例えば、信頼水準(level of confidence)が95%(p<0.05)において違いが顕著であるとみなすことにより、図3の結果は、コリスチン及びサルブタモール、コリスチン及びD−nase、並びに、サルブタモール及びD−nase間の平均ATが顕著であることを示し、したがって、図2に提示されている方法はネブライザー2が正しい液体12を使用したか否かについての信頼できる指標を提供できるであろう。

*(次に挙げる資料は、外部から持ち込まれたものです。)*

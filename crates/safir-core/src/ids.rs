use derive_more::Display;

/// A unique, non-zero node identity. `NodeId::BROADCAST` (zero) is reserved
/// to mean "all system nodes" when used as a send target; it never appears
/// as the identity of a real node.
#[derive(Debug, Clone, Copy, PartialEq, Eq, Hash, PartialOrd, Ord, Display)]
pub struct NodeId(pub i64);

impl NodeId {
    pub const BROADCAST: Self = Self(0);

    #[must_use]
    pub fn is_broadcast(self) -> bool {
        self == Self::BROADCAST
    }
}

/// Names a configured class of nodes sharing retry timing and multicast
/// policy.
#[derive(Debug, Clone, Copy, PartialEq, Eq, Hash, PartialOrd, Ord, Display)]
pub struct NodeTypeId(pub i64);

/// Names an application payload kind (`DataTypeIdentifier`).
#[derive(Debug, Clone, Copy, PartialEq, Eq, Hash, PartialOrd, Ord, Display)]
pub struct TypeId(pub i64);
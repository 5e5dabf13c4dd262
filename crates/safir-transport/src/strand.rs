//! Turns the plain [`crate::send::DataSender`] / [`crate::recv::DeliveryHandler`]
//! structs into "strands": one `tokio` task owning an `mpsc` inbox, so all
//! access to a given component's state is serialized onto a single task
//! exactly as the design notes require, without a recursive mutex anywhere.

use safir_core::{NodeId, NodeTable};
use safir_wire::SendMethod;
use tokio::sync::{mpsc, oneshot};

use crate::{
    recv::{DeliveredMessage, DeliveryHandler},
    send::{Admission, DataSender, OutboundDatagram},
};

/// Work posted onto a [`DataSender`]'s strand.
pub enum SendCommand {
    Enqueue {
        to: NodeId,
        payload: Vec<u8>,
        data_type: i64,
        reply: oneshot::Sender<Admission>,
    },
    Flush {
        nodes_snapshot: NodeTable,
        reply: oneshot::Sender<(Vec<OutboundDatagram>, NodeTable)>,
    },
    Ack {
        acker: NodeId,
        send_method: SendMethod,
        biggest_seq: u64,
        missing: Vec<bool>,
    },
    RetransmitTick {
        reply: oneshot::Sender<(Vec<OutboundDatagram>, Vec<NodeId>)>,
    },
    RemoveNode(NodeId),
}

/// Drives one [`DataSender`]'s strand to completion, processing commands in
/// the order they arrive until every sender is dropped.
pub async fn run_data_sender_strand(mut sender: DataSender, mut inbox: mpsc::Receiver<SendCommand>) {
    while let Some(command) = inbox.recv().await {
        match command {
            SendCommand::Enqueue {
                to,
                payload,
                data_type,
                reply,
            } => {
                let admission = sender.add_to_send_queue(to, &payload, data_type);
                let _ = reply.send(admission);
            }
            SendCommand::Flush {
                mut nodes_snapshot,
                reply,
            } => {
                let out = sender.handle_send_queue(tokio::time::Instant::now().into_std(), &mut nodes_snapshot);
                let _ = reply.send((out, nodes_snapshot));
            }
            SendCommand::Ack {
                acker,
                send_method,
                biggest_seq,
                missing,
            } => {
                sender.handle_ack(acker, send_method, biggest_seq, &missing);
            }
            SendCommand::RetransmitTick { reply } => {
                let result = sender.retransmit_unacked(tokio::time::Instant::now().into_std());
                let _ = reply.send(result);
            }
            SendCommand::RemoveNode(id) => sender.remove_node(id),
        }
    }
}

/// Work posted onto a [`DeliveryHandler`]'s strand.
pub enum RecvCommand {
    Receive {
        peer: NodeId,
        header: safir_wire::MessageHeader,
        payload: Vec<u8>,
        reply: oneshot::Sender<Result<(bool, Vec<DeliveredMessage>), safir_core::ProtocolViolation>>,
    },
    BuildAck {
        peer: NodeId,
        send_method: SendMethod,
        reply: oneshot::Sender<safir_wire::Ack>,
    },
    MarkConsumed(usize),
}

/// Drives one [`DeliveryHandler`]'s strand to completion.
pub async fn run_delivery_handler_strand(
    mut handler: DeliveryHandler,
    mut inbox: mpsc::Receiver<RecvCommand>,
) {
    while let Some(command) = inbox.recv().await {
        match command {
            RecvCommand::Receive {
                peer,
                header,
                payload,
                reply,
            } => {
                let result = handler
                    .receive(peer, &header, &payload)
                    .map(|outcome| (outcome.ack_now, outcome.delivered));
                let _ = reply.send(result);
            }
            RecvCommand::BuildAck {
                peer,
                send_method,
                reply,
            } => {
                let ack = handler.build_ack(peer, send_method);
                let _ = reply.send(ack);
            }
            RecvCommand::MarkConsumed(count) => handler.mark_consumed(count),
        }
    }
}
//! C1 Datagram I/O: unicast (+ optional multicast) UDP sockets and the
//! cooperative receive-pause loop that backs off when the upper layer
//! reports it can't keep up.

use std::{
    net::{IpAddr, Ipv4Addr, Ipv6Addr, SocketAddr},
    time::Duration,
};

use derive_more::{Display, Error, From};
use safir_core::ConfigError;
use tokio::net::UdpSocket;
use tracing::warn;

/// Failure to stand up a [`DatagramSocket`].
#[derive(Debug, Display, Error, From)]
pub enum BindError {
    #[display("{_0} is not a valid \"ip:port\" socket address")]
    #[from(ignore)]
    #[error(ignore)]
    InvalidAddress(String),
    Config(ConfigError),
    Io(std::io::Error),
}

/// One received datagram, tagged with which socket it arrived on.
#[derive(Debug, Clone, PartialEq, Eq)]
pub enum RecvOutcome {
    Unicast(Vec<u8>, SocketAddr),
    Multicast(Vec<u8>, SocketAddr),
}

impl RecvOutcome {
    #[must_use]
    pub fn into_parts(self) -> (Vec<u8>, SocketAddr) {
        match self {
            Self::Unicast(buf, addr) | Self::Multicast(buf, addr) => (buf, addr),
        }
    }
}

fn unspecified_for(addr: SocketAddr) -> IpAddr {
    if addr.is_ipv4() {
        IpAddr::V4(Ipv4Addr::UNSPECIFIED)
    } else {
        IpAddr::V6(Ipv6Addr::UNSPECIFIED)
    }
}

/// The unicast socket every node has, plus an optional multicast socket for
/// node types that opted in. Bind address is always `0.0.0.0`/`::` on the
/// configured port; `"ip:port"` in the endpoint string only selects the
/// port and address family, per the fabric's wire addressing convention.
#[derive(Debug)]
pub struct DatagramSocket {
    unicast: UdpSocket,
    multicast: Option<UdpSocket>,
    receive_buffer_size: usize,
}

impl DatagramSocket {
    /// Fails hard if `multicast_endpoint` is `Some` and its IP family
    /// differs from `unicast_endpoint`'s.
    pub async fn bind(
        unicast_endpoint: &str,
        multicast_endpoint: Option<&str>,
        receive_buffer_size: usize,
    ) -> Result<Self, BindError> {
        let unicast_addr: SocketAddr = unicast_endpoint
            .parse()
            .map_err(|_| BindError::InvalidAddress(unicast_endpoint.to_owned()))?;
        let unicast = UdpSocket::bind(SocketAddr::new(unspecified_for(unicast_addr), unicast_addr.port())).await?;

        let multicast = match multicast_endpoint {
            None => None,
            Some(mcast_endpoint) => {
                let mcast_addr: SocketAddr = mcast_endpoint
                    .parse()
                    .map_err(|_| BindError::InvalidAddress(mcast_endpoint.to_owned()))?;
                if mcast_addr.is_ipv4() != unicast_addr.is_ipv4() {
                    return Err(BindError::Config(ConfigError::MixedIpVersions {
                        unicast: unicast_endpoint.to_owned(),
                        multicast: mcast_endpoint.to_owned(),
                    }));
                }
                let socket =
                    UdpSocket::bind(SocketAddr::new(unspecified_for(mcast_addr), mcast_addr.port())).await?;
                match mcast_addr.ip() {
                    IpAddr::V4(ip) => {
                        socket.join_multicast_v4(ip, Ipv4Addr::UNSPECIFIED)?;
                        socket.set_multicast_loop_v4(true)?;
                    }
                    IpAddr::V6(ip) => {
                        socket.join_multicast_v6(&ip, 0)?;
                        socket.set_multicast_loop_v6(true)?;
                    }
                }
                Some(socket)
            }
        };

        Ok(Self {
            unicast,
            multicast,
            receive_buffer_size,
        })
    }

    #[must_use]
    pub fn has_multicast(&self) -> bool {
        self.multicast.is_some()
    }

    pub fn local_addr(&self) -> std::io::Result<SocketAddr> {
        self.unicast.local_addr()
    }

    /// Races the unicast and (if present) multicast sockets; returns
    /// whichever produces a datagram first.
    pub async fn recv(&self) -> std::io::Result<RecvOutcome> {
        let mut unicast_buf = vec![0u8; self.receive_buffer_size];
        match &self.multicast {
            Some(multicast) => {
                let mut multicast_buf = vec![0u8; self.receive_buffer_size];
                tokio::select! {
                    res = self.unicast.recv_from(&mut unicast_buf) => {
                        let (n, addr) = res?;
                        unicast_buf.truncate(n);
                        Ok(RecvOutcome::Unicast(unicast_buf, addr))
                    }
                    res = multicast.recv_from(&mut multicast_buf) => {
                        let (n, addr) = res?;
                        multicast_buf.truncate(n);
                        Ok(RecvOutcome::Multicast(multicast_buf, addr))
                    }
                }
            }
            None => {
                let (n, addr) = self.unicast.recv_from(&mut unicast_buf).await?;
                unicast_buf.truncate(n);
                Ok(RecvOutcome::Unicast(unicast_buf, addr))
            }
        }
    }

    pub async fn send_to(&self, bytes: &[u8], addr: SocketAddr) -> std::io::Result<()> {
        self.unicast.send_to(bytes, addr).await?;
        Ok(())
    }

    /// Sends on the multicast socket if one is open, else falls back to a
    /// plain unicast write to `group` (the caller is expected to only pass
    /// a real multicast group address when `has_multicast()` is true).
    pub async fn send_multicast(&self, bytes: &[u8], group: SocketAddr) -> std::io::Result<()> {
        match &self.multicast {
            Some(socket) => socket.send_to(bytes, group).await.map(|_| ()),
            None => self.unicast.send_to(bytes, group).await.map(|_| ()),
        }
    }

    /// Cooperative receive-pause loop: feeds each datagram to `on_recv`;
    /// when it returns `false` (receiver saturated), polls
    /// `is_receiver_ready` every 10 ms until it returns `true` before
    /// resuming reception.
    pub async fn run_receive_loop<OnRecv, IsReady>(&self, mut on_recv: OnRecv, is_receiver_ready: IsReady)
    where
        OnRecv: FnMut(&[u8], SocketAddr) -> bool,
        IsReady: Fn() -> bool,
    {
        loop {
            let outcome = match self.recv().await {
                Ok(outcome) => outcome,
                Err(err) => {
                    warn!(%err, "datagram receive failed");
                    continue;
                }
            };
            let (buf, addr) = outcome.into_parts();
            if !on_recv(&buf, addr) {
                let mut interval = tokio::time::interval(Duration::from_millis(10));
                loop {
                    interval.tick().await;
                    if is_receiver_ready() {
                        break;
                    }
                }
            }
        }
    }
}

当業者は、図2の方法のステップの全てをネブライザー2内で実行できるが、代わりに、一部のステップのみを制御ユニット26により実行し、残りのステップは汎用コンピュータ、スマートフォン、又はサーバにより実行してもよいことを理解するであろう。特定の他の実装形態では、ネブライザー2内のプロセッサ28がステップ101、105、及び107を実行し、情報及び時間測定値を有線又は無線接続(インターネットを含む)を介して他の電子デバイス、例えば汎用コンピュータ、スマートフォン、又はサーバ等に供給して、このデバイスがステップ103、109、及び111に記される動作を実行してもよい。この電子デバイスはユーザの医療専門家に関連付けられてもよく、これは、ユーザによるネブライザー2の使用に関するメッセージ及び情報を医療専門家に提示することを可能にする。

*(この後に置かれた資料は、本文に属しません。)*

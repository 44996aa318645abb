//! Worker contract and the bounded pool jobs are dispatched over.

use std::sync::atomic::{AtomicUsize, Ordering};
use std::sync::Arc;

use async_trait::async_trait;
use sluice_store::FileInfo;
use thiserror::Error;
use tokio::sync::{mpsc, Mutex};
use tokio_util::sync::CancellationToken;

use crate::job::WorkRequest;

/// Progress message a worker may stream while executing; the scheduler
/// forwards these without interpreting them.
#[derive(Clone, Debug)]
pub struct JobProgress {
    pub module_name: String,
    pub last_block: u64,
}

/// Callback workers invoke to stream progress back to the request.
pub type ResponseSink = Arc<dyn Fn(JobProgress) + Send + Sync>;

/// Failure of one worker attempt.
#[derive(Debug, Error)]
pub enum WorkError {
    /// Transient infrastructure fault; the scheduler may retry.
    #[error("retryable: {0}")]
    Retryable(anyhow::Error),

    #[error("operation canceled")]
    Canceled,

    /// Anything else aborts the job.
    #[error("{0}")]
    Fatal(anyhow::Error),
}

impl WorkError {
    pub fn retryable(err: impl Into<anyhow::Error>) -> Self {
        WorkError::Retryable(err.into())
    }

    pub fn fatal(err: impl Into<anyhow::Error>) -> Self {
        WorkError::Fatal(err.into())
    }

    pub fn is_retryable(&self) -> bool {
        matches!(self, WorkError::Retryable(_))
    }
}

/// An opaque executor of one partial-range job at a time.
#[async_trait]
pub trait Worker: Send + Sync {
    /// Stable identity, used to key the scheduler's in-flight table.
    fn id(&self) -> &str;

    /// Executes one job to completion, returning the partial files written.
    async fn work(
        &self,
        token: CancellationToken,
        request: WorkRequest,
        sink: ResponseSink,
    ) -> Result<Vec<FileInfo>, WorkError>;
}

/// Fixed-size pool with borrow/return semantics.
///
/// A borrowed worker is exclusively the borrower's until returned; returns
/// never block.
pub struct WorkerPool {
    size: usize,
    available: AtomicUsize,
    tx: mpsc::UnboundedSender<Box<dyn Worker>>,
    rx: Mutex<mpsc::UnboundedReceiver<Box<dyn Worker>>>,
}

impl WorkerPool {
    pub fn new(workers: Vec<Box<dyn Worker>>) -> Self {
        let size = workers.len();
        let (tx, rx) = mpsc::unbounded_channel();
        for worker in workers {
            tx.send(worker).expect("receiver held by pool");
        }
        Self {
            size,
            available: AtomicUsize::new(size),
            tx,
            rx: Mutex::new(rx),
        }
    }

    pub fn size(&self) -> usize {
        self.size
    }

    /// Workers currently free, for observability and tests.
    pub fn available(&self) -> usize {
        self.available.load(Ordering::Acquire)
    }

    /// Blocks until a worker frees up; `None` on cancellation.
    pub async fn borrow(&self, token: &CancellationToken) -> Option<Box<dyn Worker>> {
        let mut rx = self.rx.lock().await;
        tokio::select! {
            _ = token.cancelled() => None,
            worker = rx.recv() => {
                let worker = worker.expect("pool sender never dropped");
                self.available.fetch_sub(1, Ordering::AcqRel);
                Some(worker)
            }
        }
    }

    pub fn return_worker(&self, worker: Box<dyn Worker>) {
        self.available.fetch_add(1, Ordering::AcqRel);
        let _ = self.tx.send(worker);
    }
}

#[cfg(test)]
mod tests {
    use std::time::Duration;

    use super::*;

    struct NoopWorker(String);

    #[async_trait]
    impl Worker for NoopWorker {
        fn id(&self) -> &str {
            &self.0
        }

        async fn work(
            &self,
            _token: CancellationToken,
            _request: WorkRequest,
            _sink: ResponseSink,
        ) -> Result<Vec<FileInfo>, WorkError> {
            Ok(vec![])
        }
    }

    fn make_pool(n: usize) -> WorkerPool {
        WorkerPool::new(
            (0..n)
                .map(|i| Box::new(NoopWorker(format!("worker-{i}"))) as Box<dyn Worker>)
                .collect(),
        )
    }

    #[tokio::test]
    async fn test_borrow_and_return() {
        let pool = make_pool(2);
        let token = CancellationToken::new();
        assert_eq!(pool.available(), 2);

        let a = pool.borrow(&token).await.unwrap();
        let b = pool.borrow(&token).await.unwrap();
        assert_eq!(pool.available(), 0);
        assert_ne!(a.id(), b.id());

        pool.return_worker(a);
        assert_eq!(pool.available(), 1);
        let c = pool.borrow(&token).await.unwrap();
        pool.return_worker(b);
        pool.return_worker(c);
        assert_eq!(pool.available(), 2);
    }

    #[tokio::test]
    async fn test_borrow_blocks_until_return() {
        let pool = Arc::new(make_pool(1));
        let token = CancellationToken::new();
        let held = pool.borrow(&token).await.unwrap();

        let waiter = {
            let pool = pool.clone();
            let token = token.clone();
            tokio::spawn(async move { pool.borrow(&token).await.map(|w| w.id().to_owned()) })
        };
        tokio::time::sleep(Duration::from_millis(20)).await;
        assert!(!waiter.is_finished());

        pool.return_worker(held);
        let got = tokio::time::timeout(Duration::from_secs(1), waiter)
            .await
            .unwrap()
            .unwrap();
        assert_eq!(got.as_deref(), Some("worker-0"));
    }

    #[tokio::test]
    async fn test_cancelled_borrow_returns_none() {
        let pool = make_pool(1);
        let token = CancellationToken::new();
        let _held = pool.borrow(&token).await.unwrap();

        token.cancel();
        assert!(pool.borrow(&token).await.is_none());
    }
}
//! # sluice-graph
//!
//! The validated module DAG behind a request: name resolution, topological
//! ordering, reachability from the requested output module, and the content
//! hashes that key the snapshot cache.

mod errors;
mod graph;
mod hash;

pub use errors::{GraphError, GraphResult};
pub use graph::ModuleGraph;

また、上記制御ユニット26及びプロセッサ28の他に、本発明は、制御ユニット26内のプロセッサ28に図2に示されるステップの一部又は全てを実行させるよう構成された、コンピュータ読み取り可能媒体(例えばメモリモジュール30)上で実行されるコンピュータプログラムの形態で提供されてもよい。更に又はあるいは、コンピュータ、スマートフォン、又は他の適切な種類の電子デバイスにステップ107においてネブライザー2によって記録された時間測定値を取得させ、ステップ109及び111内の方法を実行させ、ネブライザー2内に正しい液体が存在していたか否かを判定させるよう構成されたコンピュータプログラムが提供されてもよい。

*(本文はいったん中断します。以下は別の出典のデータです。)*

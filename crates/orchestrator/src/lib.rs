//! # sluice-orchestrator
//!
//! The parallel backfill core: turns a request `(graph, output module,
//! range)` into partial-range jobs, dispatches them over a bounded worker
//! pool respecting inter-store dependencies, and squashes the resulting
//! partial files into consolidated snapshots that unblock downstream work.

mod config;
mod errors;
mod job;
mod plan;
mod retry;
mod scheduler;
mod squasher;
mod waiter;
mod worker;

pub use config::OrchestratorConfig;
pub use errors::{OrchestratorError, OrchestratorResult};
pub use job::{Job, JobState, StoreDep, WorkRequest};
pub use plan::Plan;
pub use scheduler::{CompletionSink, Scheduler, StoreJobObserver};
pub use squasher::Squasher;
pub use waiter::BlockWaiter;
pub use worker::{JobProgress, ResponseSink, WorkError, Worker, WorkerPool};
//! Full-pipeline runs: plan, scheduler, local wasm workers, squasher.

use std::sync::{Arc, Mutex};
use std::time::Duration;

use sluice_graph::ModuleGraph;
use sluice_orchestrator::{
    CompletionSink, OrchestratorConfig, Plan, ResponseSink, Scheduler, Squasher, WorkRequest,
    Worker, WorkerPool,
};
use sluice_primitives::{BlockRange, ModuleDef, UpdatePolicy, ValueType};
use sluice_store::{MemSegmentStore, SegmentIo, SnapshotCatalog, StoreRead, StoreState};
use sluice_worker::{LocalWorker, MemBlockSource};
use tokio_util::sync::CancellationToken;

/// Adds the block payload (ascii int64) into key "total" on every block.
const COUNTER_WAT: &str = r#"
    (module
      (import "state" "add_int64"
        (func $add_int64 (param i32 i32 i32 i32)))
      (memory (export "memory") 1)
      (global $heap (mut i32) (i32.const 1024))
      (data (i32.const 0) "total")
      (func (export "alloc") (param i32) (result i32)
        (local i32)
        (local.set 1 (global.get $heap))
        (global.set $heap
          (i32.add (global.get $heap) (local.get 0)))
        (local.get 1))
      (func (export "run") (param i32 i32)
        (call $add_int64
          (i32.const 0) (i32.const 5)
          (local.get 0) (local.get 1)))
    )
"#;

/// Copies key "total" of input store 0 into its own store under "seen".
const MIRROR_WAT: &str = r#"
    (module
      (import "state" "get_last"
        (func $get_last (param i32 i32 i32 i32) (result i32)))
      (import "state" "set"
        (func $set (param i32 i32 i32 i32)))
      (memory (export "memory") 1)
      (global $heap (mut i32) (i32.const 1024))
      (data (i32.const 0) "totalseen")
      (func (export "alloc") (param i32) (result i32)
        (local i32)
        (local.set 1 (global.get $heap))
        (global.set $heap
          (i32.add (global.get $heap) (local.get 0)))
        (local.get 1))
      (func (export "run") (param i32 i32 i32)
        (if (i32.eqz
              (call $get_last
                (local.get 2)
                (i32.const 0) (i32.const 5)   ;; key "total"
                (i32.const 16)))              ;; out pair at 16
          (then (return)))
        (call $set
          (i32.const 5) (i32.const 4)         ;; key "seen"
          (i32.load (i32.const 16))
          (i32.load (i32.const 20))))
    )
"#;

fn make_counter_module(name: &str) -> ModuleDef {
    ModuleDef::store(name, UpdatePolicy::Add, ValueType::Int64)
        .with_binary(COUNTER_WAT.as_bytes().to_vec())
}

fn make_mirror_module(name: &str, input: &str) -> ModuleDef {
    ModuleDef::store(name, UpdatePolicy::Set, ValueType::String)
        .with_inputs([input])
        .with_binary(MIRROR_WAT.as_bytes().to_vec())
}

fn noop_sink() -> ResponseSink {
    Arc::new(|_| {})
}

fn make_config() -> OrchestratorConfig {
    OrchestratorConfig {
        save_interval: 10,
        worker_pool_size: 2,
        ready_poll_interval: Duration::from_millis(10),
        ..OrchestratorConfig::default()
    }
}

struct Pipeline {
    scheduler: Arc<Scheduler>,
    pool: Arc<WorkerPool>,
    io: Arc<MemSegmentStore>,
    completions: Arc<Mutex<Vec<(String, u64)>>>,
}

fn make_pipeline(modules: Vec<ModuleDef>, output: &str, range: BlockRange) -> Pipeline {
    let graph = ModuleGraph::new(modules.clone()).unwrap();
    let io = Arc::new(MemSegmentStore::new());
    let config = make_config();

    let plan =
        Arc::new(Plan::build(&graph, output, range, config.save_interval, io.as_ref()).unwrap());

    let completions = Arc::new(Mutex::new(Vec::new()));
    let sink: CompletionSink = {
        let plan = plan.clone();
        let completions = completions.clone();
        Arc::new(move |store: &str, block: u64| {
            completions.lock().unwrap().push((store.to_owned(), block));
            plan.mark_dependency_complete(store, block);
        })
    };
    let squasher = Arc::new(Squasher::new(&graph, output, io.clone(), sink).unwrap());

    let source = Arc::new(MemBlockSource::with_uniform_payload(
        range.exclusive_end_block(),
        b"1",
    ));
    let pool = Arc::new(WorkerPool::new(LocalWorker::spawn_many(
        config.worker_pool_size,
        source,
        io.clone(),
        config.max_log_bytes,
    )));

    let scheduler = Arc::new(Scheduler::new(
        config,
        plan,
        Arc::new(modules),
        noop_sink(),
        squasher,
    ));

    Pipeline {
        scheduler,
        pool,
        io,
        completions,
    }
}

#[tokio::test(flavor = "multi_thread", worker_threads = 2)]
async fn test_backfill_single_store() {
    let modules = vec![make_counter_module("totals")];
    let graph = ModuleGraph::new(modules.clone()).unwrap();
    let hash = graph.module_hash("totals").unwrap().to_owned();

    let pipeline = make_pipeline(modules, "totals", BlockRange::new(0, 20));
    pipeline
        .scheduler
        .clone()
        .schedule(CancellationToken::new(), pipeline.pool.clone())
        .await
        .unwrap();

    assert_eq!(pipeline.io.snapshot_blocks(&hash).unwrap(), vec![10, 20]);
    assert_eq!(pipeline.io.partial_count(&hash), 0);
    assert_eq!(
        *pipeline.completions.lock().unwrap(),
        vec![("totals".to_owned(), 10), ("totals".to_owned(), 20)]
    );

    // One "1" added per block.
    let mid = load_snapshot(&pipeline.io, &hash, 10);
    assert_eq!(mid.get("total"), Some(b"10".to_vec()));
    let end = load_snapshot(&pipeline.io, &hash, 20);
    assert_eq!(end.get("total"), Some(b"20".to_vec()));
}

#[tokio::test(flavor = "multi_thread", worker_threads = 2)]
async fn test_backfill_dependent_store_reads_upstream_snapshot() {
    let modules = vec![
        make_counter_module("totals"),
        make_mirror_module("mirror", "totals"),
    ];
    let graph = ModuleGraph::new(modules.clone()).unwrap();
    let totals_hash = graph.module_hash("totals").unwrap().to_owned();
    let mirror_hash = graph.module_hash("mirror").unwrap().to_owned();

    let pipeline = make_pipeline(modules, "mirror", BlockRange::new(0, 20));
    pipeline
        .scheduler
        .clone()
        .schedule(CancellationToken::new(), pipeline.pool.clone())
        .await
        .unwrap();

    assert_eq!(
        pipeline.io.snapshot_blocks(&totals_hash).unwrap(),
        vec![10, 20]
    );
    assert_eq!(
        pipeline.io.snapshot_blocks(&mirror_hash).unwrap(),
        vec![10, 20]
    );

    // The mirror segment [0,10) read totals' snapshot at its end block.
    let mirror_mid = load_snapshot(&pipeline.io, &mirror_hash, 10);
    assert_eq!(mirror_mid.get("seen"), Some(b"10".to_vec()));
    let mirror_end = load_snapshot(&pipeline.io, &mirror_hash, 20);
    assert_eq!(mirror_end.get("seen"), Some(b"20".to_vec()));
}

fn load_snapshot(io: &MemSegmentStore, hash: &str, block: u64) -> StoreState {
    io.load_snapshot(hash, block).unwrap().unwrap()
}

/// The runner rejects jobs whose output module is a mapper.
#[tokio::test]
async fn test_runner_rejects_mapper_jobs() {
    let modules = vec![ModuleDef::mapper("map_out")];
    let io = Arc::new(MemSegmentStore::new());
    let source = Arc::new(MemBlockSource::with_uniform_payload(10, b"1"));
    let worker = LocalWorker::new("local-0", source, io, 1024);

    let request = WorkRequest {
        output_module: "map_out".to_owned(),
        range: BlockRange::new(0, 10),
        modules: Arc::new(modules),
    };
    let err = worker
        .work(CancellationToken::new(), request, noop_sink())
        .await
        .unwrap_err();
    assert!(err.to_string().contains("not a store"), "{err}");
}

当業者は、用語「ネブライザー」を用語「薬物伝達(ドラッグデリバリー)装置」又は「噴霧器(アトマイザー)」と同義に使用することができ、また用語「ネブライザー」の使用が、上記及び図中に示された特定の種類のネブライザー以外のネブライザーの形態及び設計を含むよう意図されていることを理解するであろう。

更に、主に薬物投与に使用されるネブライザーに関して本発明を説明してきたが、本発明は他の目的のために液体を噴霧する他のネブライザー又は装置、例えば、加湿器、電気カミソリ、スチームアイロン、又は香水噴射器等にも応用できることが理解されるであろう。

本発明は図面及び上記記載において詳細に図解及び説明されてきたが、かかる図解及び説明は説明的又は例示的であり、制限的ではないと解されるべきである。本発明は開示の実施形態に限定されない。

図面、開示及び添付の特許請求の範囲を分析することにより、当業者は開示の実施形態の変形例を理解及び実施できる。請求項において、用語「含む(又は備える若しくは有する)」は他の要素又はステップを除外せず、要素は複数を除外しない。単一のプロセッサ又は他のユニットが特許請求の範囲内に列挙される複数のアイテムの機能を果たしてもよい。単にいくつかの手段が互いに異なる従属請求項内に記載されているからと言って、これらの手段を好適に使用することができないとは限らない。コンピュータプログラムは、光学記憶媒体、又は他のハードウェアとともに又はその一部として与えられる固体媒体等の適切な媒体上に記憶又は上で配布されてもよいが、インターネット又は他の有線若しくは無線電気通信システムを介して等、他の形態で配布されてもよい。請求項内のいずれの参照符号も範囲を限定すると解されるべきではない。